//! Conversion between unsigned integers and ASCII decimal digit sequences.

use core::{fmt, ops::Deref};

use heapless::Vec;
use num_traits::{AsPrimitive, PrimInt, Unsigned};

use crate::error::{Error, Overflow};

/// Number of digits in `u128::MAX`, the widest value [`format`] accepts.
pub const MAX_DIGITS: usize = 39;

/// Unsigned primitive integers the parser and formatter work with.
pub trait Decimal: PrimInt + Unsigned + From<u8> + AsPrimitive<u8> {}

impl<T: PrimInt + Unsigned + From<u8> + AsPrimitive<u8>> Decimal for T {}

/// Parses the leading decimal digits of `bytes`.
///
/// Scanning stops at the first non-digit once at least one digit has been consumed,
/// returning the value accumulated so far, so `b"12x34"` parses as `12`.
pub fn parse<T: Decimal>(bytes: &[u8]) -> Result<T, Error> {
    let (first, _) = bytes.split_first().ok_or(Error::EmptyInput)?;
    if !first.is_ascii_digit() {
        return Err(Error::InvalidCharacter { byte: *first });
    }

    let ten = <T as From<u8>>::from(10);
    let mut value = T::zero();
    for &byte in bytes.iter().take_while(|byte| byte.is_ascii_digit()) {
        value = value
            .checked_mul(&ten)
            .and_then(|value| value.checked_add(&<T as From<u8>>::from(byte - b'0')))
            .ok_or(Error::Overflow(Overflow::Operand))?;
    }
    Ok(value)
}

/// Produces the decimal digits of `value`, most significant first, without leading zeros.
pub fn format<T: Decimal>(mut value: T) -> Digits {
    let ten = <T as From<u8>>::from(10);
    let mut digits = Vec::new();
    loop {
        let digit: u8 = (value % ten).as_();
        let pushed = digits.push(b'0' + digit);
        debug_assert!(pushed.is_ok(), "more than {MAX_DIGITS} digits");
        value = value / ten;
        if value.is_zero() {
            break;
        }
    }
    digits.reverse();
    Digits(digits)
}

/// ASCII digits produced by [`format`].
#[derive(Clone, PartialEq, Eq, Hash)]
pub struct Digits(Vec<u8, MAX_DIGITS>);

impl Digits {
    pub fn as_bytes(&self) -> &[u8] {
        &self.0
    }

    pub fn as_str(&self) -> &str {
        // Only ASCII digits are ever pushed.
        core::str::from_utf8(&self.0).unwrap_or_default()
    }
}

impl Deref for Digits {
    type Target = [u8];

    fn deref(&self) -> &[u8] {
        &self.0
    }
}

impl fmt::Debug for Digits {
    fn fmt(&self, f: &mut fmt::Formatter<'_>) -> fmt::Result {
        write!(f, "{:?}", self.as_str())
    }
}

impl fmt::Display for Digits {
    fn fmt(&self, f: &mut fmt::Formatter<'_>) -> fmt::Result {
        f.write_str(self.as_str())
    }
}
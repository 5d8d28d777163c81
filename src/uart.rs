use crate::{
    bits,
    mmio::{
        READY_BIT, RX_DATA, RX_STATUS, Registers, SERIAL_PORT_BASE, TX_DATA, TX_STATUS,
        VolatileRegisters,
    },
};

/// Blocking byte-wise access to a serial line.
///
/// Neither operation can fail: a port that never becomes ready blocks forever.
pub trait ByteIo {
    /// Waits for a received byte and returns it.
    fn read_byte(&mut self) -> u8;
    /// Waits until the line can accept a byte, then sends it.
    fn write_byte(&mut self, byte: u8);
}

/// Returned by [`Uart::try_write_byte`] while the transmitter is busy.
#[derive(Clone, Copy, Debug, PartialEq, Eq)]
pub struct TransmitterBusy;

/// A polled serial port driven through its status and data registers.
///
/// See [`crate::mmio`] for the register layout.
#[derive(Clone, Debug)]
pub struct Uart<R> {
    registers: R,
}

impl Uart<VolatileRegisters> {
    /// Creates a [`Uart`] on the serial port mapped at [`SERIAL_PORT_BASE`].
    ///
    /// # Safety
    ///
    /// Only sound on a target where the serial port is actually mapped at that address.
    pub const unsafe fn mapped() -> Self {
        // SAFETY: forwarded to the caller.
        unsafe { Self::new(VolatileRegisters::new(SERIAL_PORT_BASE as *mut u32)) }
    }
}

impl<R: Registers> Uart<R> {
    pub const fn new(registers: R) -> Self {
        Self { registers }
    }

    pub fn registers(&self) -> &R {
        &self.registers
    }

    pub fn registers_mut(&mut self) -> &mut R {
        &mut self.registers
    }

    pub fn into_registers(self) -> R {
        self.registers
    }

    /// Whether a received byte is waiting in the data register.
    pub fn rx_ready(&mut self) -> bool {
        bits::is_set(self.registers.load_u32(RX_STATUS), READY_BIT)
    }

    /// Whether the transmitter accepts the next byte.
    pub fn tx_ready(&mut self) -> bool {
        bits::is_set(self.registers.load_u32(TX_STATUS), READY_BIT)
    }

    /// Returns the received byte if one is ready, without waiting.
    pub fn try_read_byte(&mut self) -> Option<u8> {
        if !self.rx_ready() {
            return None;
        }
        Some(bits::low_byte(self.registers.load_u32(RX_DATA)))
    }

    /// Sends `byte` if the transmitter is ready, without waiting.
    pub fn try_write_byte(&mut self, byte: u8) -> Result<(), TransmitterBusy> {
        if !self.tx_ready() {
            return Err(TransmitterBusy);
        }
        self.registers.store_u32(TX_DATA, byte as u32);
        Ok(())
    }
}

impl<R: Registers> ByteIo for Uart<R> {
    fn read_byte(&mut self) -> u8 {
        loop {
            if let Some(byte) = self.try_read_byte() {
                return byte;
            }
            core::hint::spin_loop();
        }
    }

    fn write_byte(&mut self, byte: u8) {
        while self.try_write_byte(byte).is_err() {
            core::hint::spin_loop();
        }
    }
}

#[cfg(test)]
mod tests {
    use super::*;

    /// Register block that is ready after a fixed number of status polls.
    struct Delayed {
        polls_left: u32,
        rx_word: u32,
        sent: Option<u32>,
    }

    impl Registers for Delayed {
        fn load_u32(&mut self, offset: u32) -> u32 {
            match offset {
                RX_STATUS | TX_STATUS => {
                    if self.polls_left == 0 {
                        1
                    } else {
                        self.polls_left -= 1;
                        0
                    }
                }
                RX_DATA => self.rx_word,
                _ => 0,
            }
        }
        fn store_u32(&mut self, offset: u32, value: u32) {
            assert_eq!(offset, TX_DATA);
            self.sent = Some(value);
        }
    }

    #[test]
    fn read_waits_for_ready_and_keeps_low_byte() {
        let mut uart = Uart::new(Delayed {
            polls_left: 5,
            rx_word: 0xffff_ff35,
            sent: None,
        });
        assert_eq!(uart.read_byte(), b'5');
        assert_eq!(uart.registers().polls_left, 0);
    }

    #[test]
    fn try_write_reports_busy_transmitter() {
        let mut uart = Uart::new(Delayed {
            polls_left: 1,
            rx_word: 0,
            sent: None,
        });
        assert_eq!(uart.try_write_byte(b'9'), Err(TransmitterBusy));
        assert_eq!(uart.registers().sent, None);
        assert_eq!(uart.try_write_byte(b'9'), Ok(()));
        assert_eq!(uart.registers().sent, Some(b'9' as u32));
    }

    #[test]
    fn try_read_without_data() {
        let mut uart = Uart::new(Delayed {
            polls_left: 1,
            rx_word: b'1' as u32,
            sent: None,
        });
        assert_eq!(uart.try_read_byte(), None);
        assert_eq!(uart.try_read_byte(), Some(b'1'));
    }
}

-.-.-

## [What needs to be done]
Every line in the data above that includes the word "Option" should be copied.

## [Task output]
    pub fn try_read_byte(&mut self) -> Option<u8> {
        sent: Option<u32>,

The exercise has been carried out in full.